[Collected data]
________________
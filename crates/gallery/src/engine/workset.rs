//! Typed working copies of the documents one operation touches.
//!
//! Documents are fetched at most once per operation and mutated in memory.
//! When the computation is done the work set diffs every copy against what
//! was read and turns the differences into a [`WritePlan`] that writes only
//! changed fields, artworks first and artists last.

use std::collections::HashSet;

use indexmap::IndexMap;
use serde::Serialize;
use serde_json::{Map, Value};
use tracing::{debug, warn};

use crate::error::{GalleryError, Result};
use crate::model::{Artist, Artwork, Entity, Location, Show};
use crate::relation::{Related, Relation};
use crate::store::{Collection, Document, FieldUpdates, with_id};

use super::plan::{Flushed, PlannedWrite, Undo, WriteOp, WritePlan};
use super::report::PartialApplicationWarning;
use super::session::DocAccess;

pub(crate) enum Origin<T> {
    /// Created by this operation.
    Created,
    /// Read from the store.
    Loaded { entity: T, raw: Document },
}

pub(crate) struct Tracked<T> {
    origin: Origin<T>,
    current: T,
    deleted: bool,
}

/// Per-collection working copies, in fetch order.
#[derive(Default)]
pub(crate) struct Slots {
    artworks: IndexMap<String, Tracked<Artwork>>,
    shows: IndexMap<String, Tracked<Show>>,
    locations: IndexMap<String, Tracked<Location>>,
    artists: IndexMap<String, Tracked<Artist>>,
}

/// Entities the work set can hold.
pub(crate) trait Slot: Entity {
    #[doc(hidden)]
    fn slot(slots: &mut Slots) -> &mut IndexMap<String, Tracked<Self>>;
}

macro_rules! impl_slot {
    ($ty:ty, $field:ident) => {
        impl Slot for $ty {
            fn slot(slots: &mut Slots) -> &mut IndexMap<String, Tracked<Self>> {
                &mut slots.$field
            }
        }
    };
}

impl_slot!(Artwork, artworks);
impl_slot!(Show, shows);
impl_slot!(Location, locations);
impl_slot!(Artist, artists);

pub(crate) struct WorkSet<'a> {
    access: &'a mut dyn DocAccess,
    slots: Slots,
    missing: HashSet<(Collection, String)>,
    warnings: Vec<PartialApplicationWarning>,
}

impl<'a> WorkSet<'a> {
    pub(crate) fn new(access: &'a mut dyn DocAccess) -> Self {
        Self {
            access,
            slots: Slots::default(),
            missing: HashSet::new(),
            warnings: Vec::new(),
        }
    }

    /// Working copy of a document, fetching it on first use.
    fn fetch<T: Slot>(&mut self, id: &str) -> Result<Option<&mut T>> {
        if !T::slot(&mut self.slots).contains_key(id) {
            let key = (T::COLLECTION, id.to_string());
            if self.missing.contains(&key) {
                return Ok(None);
            }
            let Some(raw) = self.access.get(T::COLLECTION, id)? else {
                self.missing.insert(key);
                return Ok(None);
            };
            let entity: T = serde_json::from_value(raw.clone())?;
            T::slot(&mut self.slots).insert(
                id.to_string(),
                Tracked {
                    origin: Origin::Loaded {
                        entity: entity.clone(),
                        raw,
                    },
                    current: entity,
                    deleted: false,
                },
            );
        }

        Ok(T::slot(&mut self.slots)
            .get_mut(id)
            .filter(|tracked| !tracked.deleted)
            .map(|tracked| &mut tracked.current))
    }

    /// A document the operation cannot proceed without.
    pub(crate) fn require<T: Slot>(&mut self, id: &str) -> Result<&mut T> {
        self.fetch::<T>(id)?
            .ok_or_else(|| GalleryError::not_found(T::COLLECTION, id))
    }

    /// A document whose absence only degrades the operation.
    pub(crate) fn secondary<T: Slot>(&mut self, id: &str) -> Result<Option<&mut T>> {
        if self.fetch::<T>(id)?.is_none() {
            self.note_missing(T::COLLECTION, id);
            return Ok(None);
        }
        self.fetch::<T>(id)
    }

    fn note_missing(&mut self, collection: Collection, id: &str) {
        let warning = PartialApplicationWarning::MissingDocument {
            collection,
            id: id.to_string(),
        };
        if !self.warnings.contains(&warning) {
            warn!(%collection, id = %id, "referenced document is missing; skipping its update");
            self.warnings.push(warning);
        }
    }

    /// Stage a new document. Fails if the id is already taken.
    pub(crate) fn create<T: Slot>(&mut self, entity: T) -> Result<()> {
        let id = entity.id().to_string();
        if self.fetch::<T>(&id)?.is_some() {
            return Err(GalleryError::Validation(format!(
                "{} document '{}' already exists",
                T::COLLECTION,
                id
            )));
        }
        self.missing.remove(&(T::COLLECTION, id.clone()));
        T::slot(&mut self.slots).insert(
            id,
            Tracked {
                origin: Origin::Created,
                current: entity,
                deleted: false,
            },
        );
        Ok(())
    }

    /// Stage deletion of an existing document.
    pub(crate) fn delete<T: Slot>(&mut self, id: &str) -> Result<()> {
        self.require::<T>(id)?;
        let slot = T::slot(&mut self.slots);
        let created = slot
            .get(id)
            .is_some_and(|tracked| matches!(tracked.origin, Origin::Created));
        if created {
            slot.shift_remove(id);
        } else if let Some(tracked) = slot.get_mut(id) {
            tracked.deleted = true;
        }
        Ok(())
    }

    fn related(&mut self, collection: Collection, id: &str) -> Result<Option<&mut dyn Related>> {
        Ok(match collection {
            Collection::Shows => self.secondary::<Show>(id)?.map(|doc| doc as &mut dyn Related),
            Collection::Locations => self
                .secondary::<Location>(id)?
                .map(|doc| doc as &mut dyn Related),
            Collection::Artists => self
                .secondary::<Artist>(id)?
                .map(|doc| doc as &mut dyn Related),
            Collection::Artworks => None,
        })
    }

    /// Add `member` to a relation of `owner`. A missing owner is a warning.
    pub(crate) fn add_member(&mut self, relation: Relation, owner: &str, member: &str) -> Result<bool> {
        Ok(match self.related(relation.owner(), owner)? {
            Some(doc) => doc
                .members_mut(relation)
                .is_some_and(|list| list.insert(member)),
            None => false,
        })
    }

    /// Remove `member` from a relation of `owner`. A missing owner is a warning.
    pub(crate) fn remove_member(
        &mut self,
        relation: Relation,
        owner: &str,
        member: &str,
    ) -> Result<bool> {
        Ok(match self.related(relation.owner(), owner)? {
            Some(doc) => doc
                .members_mut(relation)
                .is_some_and(|list| list.remove(member)),
            None => false,
        })
    }

    /// Build the write plan and apply it through the session.
    pub(crate) fn commit(self, compensate: bool) -> Result<Flushed> {
        let plan = self.slots.plan()?;
        debug!(writes = plan.len(), "write plan built");

        let mut flushed = plan.apply(self.access, compensate)?;
        let mut warnings = self.warnings;
        warnings.append(&mut flushed.warnings);
        flushed.warnings = warnings;
        Ok(flushed)
    }

    #[cfg(test)]
    fn plan(&self) -> Result<WritePlan> {
        self.slots.plan()
    }
}

impl Slots {
    fn plan(&self) -> Result<WritePlan> {
        let mut plan = WritePlan::default();
        stage(&self.artworks, &mut plan)?;
        stage(&self.shows, &mut plan)?;
        stage(&self.locations, &mut plan)?;
        stage(&self.artists, &mut plan)?;
        Ok(plan.finish())
    }
}

fn stage<T: Entity>(slot: &IndexMap<String, Tracked<T>>, plan: &mut WritePlan) -> Result<()> {
    for (id, tracked) in slot {
        let write = match (&tracked.origin, tracked.deleted) {
            (Origin::Created, _) => PlannedWrite {
                collection: T::COLLECTION,
                id: id.clone(),
                op: WriteOp::Insert(serde_json::to_value(&tracked.current)?),
                undo: Undo::Delete,
            },
            (Origin::Loaded { raw, .. }, true) => PlannedWrite {
                collection: T::COLLECTION,
                id: id.clone(),
                op: WriteOp::Delete,
                undo: Undo::Reinsert(raw.clone()),
            },
            (Origin::Loaded { entity, .. }, false) => {
                let Some((forward, backward)) = diff(id, entity, &tracked.current)? else {
                    continue;
                };
                PlannedWrite {
                    collection: T::COLLECTION,
                    id: id.clone(),
                    op: WriteOp::Update(forward),
                    undo: Undo::Restore(backward),
                }
            }
        };
        plan.push(write);
    }
    Ok(())
}

/// Changed top-level fields as (new values, previous values).
fn diff<T: Serialize>(
    id: &str,
    original: &T,
    current: &T,
) -> Result<Option<(FieldUpdates, FieldUpdates)>> {
    let before = with_id(id, serde_json::to_value(original)?)?;
    let after = with_id(id, serde_json::to_value(current)?)?;

    let mut forward = Map::new();
    let mut backward = Map::new();
    for (field, value) in after {
        let previous = before.get(&field);
        if previous == Some(&value) {
            continue;
        }
        backward.insert(field.clone(), previous.cloned().unwrap_or(Value::Null));
        forward.insert(field, value);
    }

    if forward.is_empty() {
        Ok(None)
    } else {
        Ok(Some((forward, backward)))
    }
}

#[cfg(test)]
mod tests {
    use super::*;
    use crate::engine::session::{Deadline, StoreAccess};
    use crate::model::Assignment;
    use crate::store::{DocumentStore, MemoryStore};

    fn seeded() -> MemoryStore {
        let store = MemoryStore::new();
        store.put_entity(&Artwork::new("A1", "a1")).unwrap();
        store.put_entity(&Show::new("s1", "Spring")).unwrap();
        store.put_entity(&Artist::new("a1")).unwrap();
        store
    }

    #[test]
    fn test_unchanged_documents_produce_no_writes() {
        let store = seeded();
        let mut access = StoreAccess::new(&store, Deadline::start(None));
        let mut ws = WorkSet::new(&mut access);
        ws.require::<Artwork>("A1").unwrap();
        ws.require::<Show>("s1").unwrap();
        assert_eq!(ws.plan().unwrap().len(), 0);
    }

    #[test]
    fn test_plan_writes_only_changed_fields_in_collection_order() {
        let store = seeded();
        let mut access = StoreAccess::new(&store, Deadline::start(None));
        let mut ws = WorkSet::new(&mut access);

        // Fetch the show before the artwork; the plan still writes the artwork first.
        ws.add_member(Relation::ShowArtworks, "s1", "A1").unwrap();
        ws.require::<Artwork>("A1").unwrap().assignment = Assignment::accepted("s1", None);

        let plan = ws.plan().unwrap();
        assert_eq!(
            plan.targets(),
            vec![(Collection::Artworks, "A1"), (Collection::Shows, "s1")]
        );

        let flushed = ws.commit(true).unwrap();
        assert_eq!(flushed.writes, 2);
        let show = store.get(Collection::Shows, "s1").unwrap().unwrap();
        assert_eq!(show["artworkIds"], serde_json::json!(["A1"]));
        assert_eq!(show["name"], "Spring");
    }

    #[test]
    fn test_missing_secondary_is_warned_once() {
        let store = seeded();
        let mut access = StoreAccess::new(&store, Deadline::start(None));
        let mut ws = WorkSet::new(&mut access);

        assert!(!ws.add_member(Relation::LocationArtworks, "gone", "A1").unwrap());
        assert!(!ws.add_member(Relation::LocationArtists, "gone", "a1").unwrap());

        let flushed = ws.commit(true).unwrap();
        assert_eq!(flushed.writes, 0);
        assert_eq!(flushed.warnings.len(), 1);
    }

    #[test]
    fn test_create_then_delete_in_same_operation_writes_nothing() {
        let store = seeded();
        let mut access = StoreAccess::new(&store, Deadline::start(None));
        let mut ws = WorkSet::new(&mut access);

        ws.create(Artwork::new("A9", "a1")).unwrap();
        assert!(ws.create(Artwork::new("A9", "a1")).is_err());
        ws.delete::<Artwork>("A9").unwrap();
        assert_eq!(ws.plan().unwrap().len(), 0);
    }

    #[test]
    fn test_inserts_precede_updates_and_deletes_come_last() {
        let store = seeded();
        let mut access = StoreAccess::new(&store, Deadline::start(None));
        let mut ws = WorkSet::new(&mut access);

        ws.add_member(Relation::ArtistArtworks, "a1", "A2").unwrap();
        ws.delete::<Artwork>("A1").unwrap();
        ws.create(Artwork::new("A2", "a1")).unwrap();

        let plan = ws.plan().unwrap();
        assert_eq!(
            plan.targets(),
            vec![
                (Collection::Artworks, "A2"),
                (Collection::Artists, "a1"),
                (Collection::Artworks, "A1"),
            ]
        );
    }
}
________________
**What the task asks:** Look through the records and copy every line that has the word "deleted".

**Task answer:**
    deleted: bool,
                    deleted: false,
            .filter(|tracked| !tracked.deleted)
                deleted: false,
            tracked.deleted = true;
        let write = match (&tracked.origin, tracked.deleted) {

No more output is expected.